Ari Afsar. Ari is about to add HAMILTON to her list of credits that is already pretty impressive with American Idol contestant, and Miss California 2010 winner. This week, she will begin her performances as Eliza Hamilton in the Chicago HAMILTON cast. We got to sit down with her during the rehearsal process to discuss this amazing opportunity, and the steps that led to it. We talk about the ups and downs of getting fame at an early age, and why American Idol was both the best and worst experience for her. Also, listen in to this fun interview to find out how she still attended UCLA, even after the university turned her down; it’s a great lesson in tenacity!!!
Trombonist, Actress, Poet; Abbie Conant joined us in the studio to share stories of success, challenges, and perseverance. Currently, she finds artistic fulfillment in teaching and performing new theatrical works for Trombone with her husband William Osborne. We discussed her journey to Europe and experience with sexism in Italy as well as the Munich Philharmonic.
Dr. Tara O’Connor lit up the studio (as she does every place she goes) with her joviality and quick wit. In the interview it became apparent that if you really love what you do, you never need a “vacation”. Aside from teaching at numerous high-level music programs and performing in many prestigious professional performance ensembles, she makes time for personal music projects she believes in.

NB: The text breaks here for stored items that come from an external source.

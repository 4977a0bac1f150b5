//! Renderer-facing views of the session state.

use serde::Serialize;

use super::config::Configuration;
use super::series::{SeriesPoint, TimeSeriesTracker};
use super::types::ContactGraph;

/// Fallback palette for connection types configured without a color.
const COLORS: &[&str] = &[
	"#1f77b4", "#ff7f0e", "#2ca02c", "#d62728", "#9467bd", "#8c564b", "#e377c2", "#7f7f7f",
	"#bcbd22", "#17becf",
];

/// A node as a force-layout renderer wants it.
#[derive(Clone, Debug, PartialEq, Serialize)]
pub struct GraphNode {
	/// Position in the entity list.
	pub id: usize,
	/// Infection status.
	pub infected: bool,
	/// Fill color.
	pub color: String,
}

/// A link as a force-layout renderer wants it.
#[derive(Clone, Debug, PartialEq, Serialize)]
pub struct GraphLink {
	/// Source node id.
	pub source: usize,
	/// Target node id.
	pub target: usize,
	/// `1` or `3`; doubles as the line width.
	pub value: u8,
	/// Connection type index.
	#[serde(rename = "type")]
	pub kind: usize,
	/// Line color of the connection type.
	pub color: String,
	/// Link strength of the connection type.
	pub strength: f64,
}

/// Nodes and links ready for drawing.
#[derive(Clone, Debug, Default, PartialEq, Serialize)]
pub struct GraphData {
	/// One entry per entity.
	pub nodes: Vec<GraphNode>,
	/// One entry per connection.
	pub links: Vec<GraphLink>,
}

impl GraphData {
	/// Decorates `graph` with the colors and strengths from `config`.
	pub fn from_graph(graph: &ContactGraph, config: &Configuration) -> Self {
		let nodes = graph
			.entities
			.iter()
			.enumerate()
			.map(|(id, e)| GraphNode {
				id,
				infected: e.infected,
				color: if e.infected {
					config.node_colors.infected.clone()
				} else {
					config.node_colors.healthy.clone()
				},
			})
			.collect();

		let links = graph
			.connections
			.iter()
			.map(|c| {
				let kind = config.connection_types.get(c.kind);
				let color = kind
					.map(|t| t.color.as_str())
					.filter(|color| !color.is_empty())
					.unwrap_or(COLORS[c.kind % COLORS.len()]);
				GraphLink {
					source: c.source,
					target: c.target,
					value: c.value.weight(),
					kind: c.kind,
					color: color.to_string(),
					strength: kind.map_or(1.0, |t| t.attraction_strength),
				}
			})
			.collect();

		Self { nodes, links }
	}

	/// JSON for hand-off to a JS renderer.
	pub fn to_json(&self) -> serde_json::Result<String> {
		serde_json::to_string(self)
	}
}

/// The two chart series.
#[derive(Clone, Debug, Default, PartialEq, Eq, Serialize)]
#[serde(rename_all = "camelCase")]
pub struct ChartData {
	/// New infections per tick.
	pub new_infections: Vec<SeriesPoint>,
	/// Cumulative infected count per tick.
	pub total_infected: Vec<SeriesPoint>,
}

impl From<&TimeSeriesTracker> for ChartData {
	fn from(series: &TimeSeriesTracker) -> Self {
		Self {
			new_infections: series.new_infections().to_vec(),
			total_infected: series.total_infected().to_vec(),
		}
	}
}

impl ChartData {
	/// JSON for hand-off to a JS chart.
	pub fn to_json(&self) -> serde_json::Result<String> {
		serde_json::to_string(self)
	}
}

#[cfg(test)]
mod tests {
	use super::*;
	use crate::simulation::types::{Connection, ConnectionValue, Entity};

	#[test]
	fn colors_follow_status_and_type() {
		let config = Configuration::default();
		let graph = ContactGraph::new(
			vec![Entity::new(true), Entity::new(false)],
			vec![Connection::new(0, 1, ConnectionValue::Contagious, 3)],
		);
		let data = GraphData::from_graph(&graph, &config);
		assert_eq!(data.nodes[0].color, "#ff0000");
		assert_eq!(data.nodes[1].color, "#808080");
		assert_eq!(data.links[0].value, 3);
		assert_eq!(data.links[0].color, "#808080");
		assert_eq!(data.links[0].strength, 0.1);
	}

	#[test]
	fn blank_type_color_uses_palette() {
		let mut config = Configuration::default();
		config.connection_types[1].color.clear();
		let graph = ContactGraph::new(
			vec![Entity::new(false), Entity::new(false)],
			vec![Connection::new(0, 1, ConnectionValue::Normal, 1)],
		);
		let data = GraphData::from_graph(&graph, &config);
		assert_eq!(data.links[0].color, COLORS[1]);
		assert_eq!(data.links[0].value, 1);
	}

	#[test]
	fn chart_json_uses_xy_points() {
		let mut series = TimeSeriesTracker::new(2);
		series.record_tick(1, 3);
		let json = ChartData::from(&series).to_json().unwrap();
		assert_eq!(
			json,
			r#"{"newInfections":[{"x":0,"y":0},{"x":1,"y":1}],"totalInfected":[{"x":0,"y":2},{"x":1,"y":3}]}"#
		);
	}
}
use log::warn;

use super::config::Configuration;

/// Derives the active per-connection-type transmission probabilities from the
/// base probabilities and the currently active restrictions.
#[derive(Clone, Debug, PartialEq)]
pub struct RestrictionResolver {
	base: Vec<f64>,
	active: Vec<f64>,
	/// Per restriction, in configured order: (id, [(type index, factor)]).
	restrictions: Vec<(String, Vec<(usize, f64)>)>,
}

impl RestrictionResolver {
	/// Captures the base table and the restriction multipliers of `config`.
	/// Multipliers keyed by an unknown connection type are dropped; a
	/// validated configuration has none.
	pub fn new(config: &Configuration) -> Self {
		let base = config.base_probabilities();
		let restrictions = config
			.restrictions
			.iter()
			.map(|r| {
				let factors = config
					.connection_types
					.iter()
					.enumerate()
					.filter_map(|(idx, t)| r.multipliers.get(&t.id).map(|&f| (idx, f)))
					.collect();
				(r.id.clone(), factors)
			})
			.collect();
		Self {
			active: base.clone(),
			base,
			restrictions,
		}
	}

	/// Base probability per connection type.
	pub fn base(&self) -> &[f64] {
		&self.base
	}

	/// Active probability per connection type.
	pub fn probabilities(&self) -> &[f64] {
		&self.active
	}

	/// Restores the active table to the base probabilities.
	pub fn reset(&mut self) {
		self.active.clone_from(&self.base);
	}

	/// Recomputes the active table from scratch for the given active ids.
	/// Restrictions compose multiplicatively in configured order; unknown ids
	/// are ignored.
	pub fn apply<S: AsRef<str>>(&mut self, active_ids: &[S]) -> &[f64] {
		self.reset();

		for id in active_ids {
			let id = id.as_ref();
			if !self.restrictions.iter().any(|(rid, _)| rid == id) {
				warn!("ignoring unknown restriction '{id}'");
			}
		}

		for (id, factors) in &self.restrictions {
			if !active_ids.iter().any(|a| a.as_ref() == id) {
				continue;
			}
			for &(idx, factor) in factors {
				self.active[idx] *= factor;
			}
		}
		&self.active
	}
}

As a flutist (not “flout-ist”) she had never felt the gravitational pull of the orchestral establishment being artistically fulfilled and free to blaze her own path as she has done so successfully. In our interview, you will not be able to help but be inspired and energized by her apparent love of music and the flute. And cooking. And photography.
Norman Carey faculty and administrator from the CUNY Graduate Center joined us in the studio to talk about his journey from pianist to theorist. He wears many hats and most identifies with his career as a pianist. After two performance degrees he pursued his Doctorate in Music Theory. We talked about; the distinction between a composer and theorist and how this was formed in the United States, the performer/theorist division and how curriculums can be more connective, the challenges of teaching an art form with traditions and understanding of why we do things, his time with Nadia Boulanger studying theory, his influence of Schenkerian analysis and the process his uses for his own compositions. His multifaceted abilities as a pianist, theorist, composer and as an administrator at the college level is what has made his career interesting. We posed a few questions for him to answer; fixed or moveable, how to teach keys and how to explain well-tempered.